**WORK TASK**
Please filter the entries for the word "must" and copy every line that has it.

Data entries
_____

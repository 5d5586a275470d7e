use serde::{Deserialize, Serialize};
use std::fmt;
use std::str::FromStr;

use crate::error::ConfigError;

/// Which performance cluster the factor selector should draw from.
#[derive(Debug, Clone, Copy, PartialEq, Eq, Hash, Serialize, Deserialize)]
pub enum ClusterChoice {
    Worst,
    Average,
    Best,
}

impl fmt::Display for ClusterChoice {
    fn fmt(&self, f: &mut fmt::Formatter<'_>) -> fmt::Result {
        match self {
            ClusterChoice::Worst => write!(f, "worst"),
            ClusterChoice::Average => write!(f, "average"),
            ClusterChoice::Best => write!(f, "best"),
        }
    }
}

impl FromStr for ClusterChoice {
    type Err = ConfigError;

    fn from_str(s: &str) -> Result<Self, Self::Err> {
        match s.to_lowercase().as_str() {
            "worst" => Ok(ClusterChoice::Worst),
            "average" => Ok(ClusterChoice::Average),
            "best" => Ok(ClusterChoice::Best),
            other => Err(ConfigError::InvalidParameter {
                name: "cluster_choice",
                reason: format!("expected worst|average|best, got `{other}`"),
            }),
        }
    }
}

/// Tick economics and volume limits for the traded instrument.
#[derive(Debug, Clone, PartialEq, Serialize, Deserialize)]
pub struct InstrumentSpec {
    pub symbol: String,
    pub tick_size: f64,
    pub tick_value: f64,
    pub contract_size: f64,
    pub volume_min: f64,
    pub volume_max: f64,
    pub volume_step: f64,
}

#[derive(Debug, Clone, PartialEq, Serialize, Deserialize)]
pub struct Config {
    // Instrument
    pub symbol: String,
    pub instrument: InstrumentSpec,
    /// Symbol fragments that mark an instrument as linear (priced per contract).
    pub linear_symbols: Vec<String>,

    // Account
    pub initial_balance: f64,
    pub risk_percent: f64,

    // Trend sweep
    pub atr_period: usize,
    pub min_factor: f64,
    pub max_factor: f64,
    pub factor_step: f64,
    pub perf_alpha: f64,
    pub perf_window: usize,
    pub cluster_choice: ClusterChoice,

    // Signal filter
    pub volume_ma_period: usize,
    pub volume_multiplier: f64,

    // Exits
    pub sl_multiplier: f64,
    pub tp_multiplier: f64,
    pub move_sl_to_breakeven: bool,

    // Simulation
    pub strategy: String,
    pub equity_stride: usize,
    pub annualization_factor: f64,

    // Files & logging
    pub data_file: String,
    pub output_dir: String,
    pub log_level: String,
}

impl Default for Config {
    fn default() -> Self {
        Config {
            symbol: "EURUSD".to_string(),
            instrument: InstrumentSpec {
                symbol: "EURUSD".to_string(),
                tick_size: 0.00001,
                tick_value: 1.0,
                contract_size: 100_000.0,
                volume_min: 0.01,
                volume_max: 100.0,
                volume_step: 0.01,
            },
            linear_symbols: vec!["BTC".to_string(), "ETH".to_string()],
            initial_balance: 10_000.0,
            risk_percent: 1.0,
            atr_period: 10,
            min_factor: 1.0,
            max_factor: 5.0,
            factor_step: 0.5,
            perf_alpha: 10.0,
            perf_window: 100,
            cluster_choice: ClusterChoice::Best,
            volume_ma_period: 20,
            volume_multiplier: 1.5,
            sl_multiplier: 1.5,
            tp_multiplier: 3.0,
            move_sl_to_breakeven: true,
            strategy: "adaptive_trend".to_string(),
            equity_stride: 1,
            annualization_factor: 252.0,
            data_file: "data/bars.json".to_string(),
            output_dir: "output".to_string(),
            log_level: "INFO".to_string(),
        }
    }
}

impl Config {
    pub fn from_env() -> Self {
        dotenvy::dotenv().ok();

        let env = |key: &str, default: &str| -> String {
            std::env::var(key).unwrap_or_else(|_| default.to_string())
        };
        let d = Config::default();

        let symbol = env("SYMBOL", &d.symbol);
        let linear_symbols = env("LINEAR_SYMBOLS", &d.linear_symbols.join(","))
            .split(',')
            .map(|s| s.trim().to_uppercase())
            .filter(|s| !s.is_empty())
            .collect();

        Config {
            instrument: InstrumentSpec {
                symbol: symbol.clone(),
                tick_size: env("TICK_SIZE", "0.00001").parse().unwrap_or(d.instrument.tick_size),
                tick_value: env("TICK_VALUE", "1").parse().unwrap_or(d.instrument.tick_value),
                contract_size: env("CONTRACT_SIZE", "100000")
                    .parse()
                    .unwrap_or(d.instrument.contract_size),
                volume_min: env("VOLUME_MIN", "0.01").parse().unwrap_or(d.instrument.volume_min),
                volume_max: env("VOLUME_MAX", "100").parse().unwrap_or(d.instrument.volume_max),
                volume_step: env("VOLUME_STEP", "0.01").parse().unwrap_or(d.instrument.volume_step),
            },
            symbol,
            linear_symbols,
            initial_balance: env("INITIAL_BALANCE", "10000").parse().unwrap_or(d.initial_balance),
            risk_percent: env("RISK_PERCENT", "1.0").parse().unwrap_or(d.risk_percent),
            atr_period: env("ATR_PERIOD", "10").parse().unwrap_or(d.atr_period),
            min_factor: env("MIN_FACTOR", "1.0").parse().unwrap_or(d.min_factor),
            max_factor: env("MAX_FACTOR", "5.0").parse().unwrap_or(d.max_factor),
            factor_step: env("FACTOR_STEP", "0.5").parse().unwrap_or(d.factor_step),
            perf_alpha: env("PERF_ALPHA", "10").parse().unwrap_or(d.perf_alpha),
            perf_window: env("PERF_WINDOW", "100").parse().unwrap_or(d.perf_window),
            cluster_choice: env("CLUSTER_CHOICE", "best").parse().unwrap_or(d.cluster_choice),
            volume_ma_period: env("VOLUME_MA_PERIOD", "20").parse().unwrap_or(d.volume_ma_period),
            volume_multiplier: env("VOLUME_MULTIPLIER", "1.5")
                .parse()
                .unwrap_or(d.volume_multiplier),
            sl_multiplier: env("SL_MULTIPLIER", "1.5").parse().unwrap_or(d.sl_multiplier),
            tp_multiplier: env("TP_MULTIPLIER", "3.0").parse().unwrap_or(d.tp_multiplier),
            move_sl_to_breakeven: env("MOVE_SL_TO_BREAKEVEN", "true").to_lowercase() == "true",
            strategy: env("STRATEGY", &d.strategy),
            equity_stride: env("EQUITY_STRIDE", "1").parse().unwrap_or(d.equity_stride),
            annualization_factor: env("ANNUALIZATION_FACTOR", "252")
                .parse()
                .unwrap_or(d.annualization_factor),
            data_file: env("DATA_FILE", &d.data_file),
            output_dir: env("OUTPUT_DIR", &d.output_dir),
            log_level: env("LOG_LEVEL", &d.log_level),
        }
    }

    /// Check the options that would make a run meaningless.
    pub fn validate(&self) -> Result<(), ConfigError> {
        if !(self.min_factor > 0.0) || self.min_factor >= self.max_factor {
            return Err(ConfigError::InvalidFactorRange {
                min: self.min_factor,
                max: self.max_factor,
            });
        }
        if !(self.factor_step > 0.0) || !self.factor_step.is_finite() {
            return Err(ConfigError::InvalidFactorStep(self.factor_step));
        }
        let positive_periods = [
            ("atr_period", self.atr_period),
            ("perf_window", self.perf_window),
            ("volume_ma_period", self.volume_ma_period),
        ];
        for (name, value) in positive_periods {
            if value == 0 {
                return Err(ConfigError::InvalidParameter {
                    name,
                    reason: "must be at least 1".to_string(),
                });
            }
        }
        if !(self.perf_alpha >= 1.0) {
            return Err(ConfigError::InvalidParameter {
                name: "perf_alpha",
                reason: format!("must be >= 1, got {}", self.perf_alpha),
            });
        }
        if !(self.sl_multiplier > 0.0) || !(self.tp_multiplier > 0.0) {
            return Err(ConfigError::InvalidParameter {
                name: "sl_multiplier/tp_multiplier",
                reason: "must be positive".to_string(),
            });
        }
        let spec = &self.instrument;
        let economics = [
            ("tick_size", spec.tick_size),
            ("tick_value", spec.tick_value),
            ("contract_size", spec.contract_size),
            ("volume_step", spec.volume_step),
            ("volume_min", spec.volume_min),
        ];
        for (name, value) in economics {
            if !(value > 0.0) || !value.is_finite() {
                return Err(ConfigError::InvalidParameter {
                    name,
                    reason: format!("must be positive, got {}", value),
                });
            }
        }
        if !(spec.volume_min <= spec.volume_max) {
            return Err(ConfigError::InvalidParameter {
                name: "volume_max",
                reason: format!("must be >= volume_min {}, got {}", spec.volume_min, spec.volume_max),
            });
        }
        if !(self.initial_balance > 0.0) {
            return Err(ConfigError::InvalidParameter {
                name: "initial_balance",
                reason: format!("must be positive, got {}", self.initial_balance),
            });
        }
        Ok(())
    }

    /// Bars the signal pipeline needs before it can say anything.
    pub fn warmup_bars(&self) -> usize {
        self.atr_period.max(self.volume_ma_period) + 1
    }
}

_____

**EXERCISE RESPONSE**
                    reason: "must be at least 1".to_string(),
                reason: format!("must be >= 1, got {}", self.perf_alpha),
                reason: "must be positive".to_string(),
                    reason: format!("must be positive, got {}", value),
                reason: format!("must be >= volume_min {}, got {}", spec.volume_min, spec.volume_max),
                reason: format!("must be positive, got {}", self.initial_balance),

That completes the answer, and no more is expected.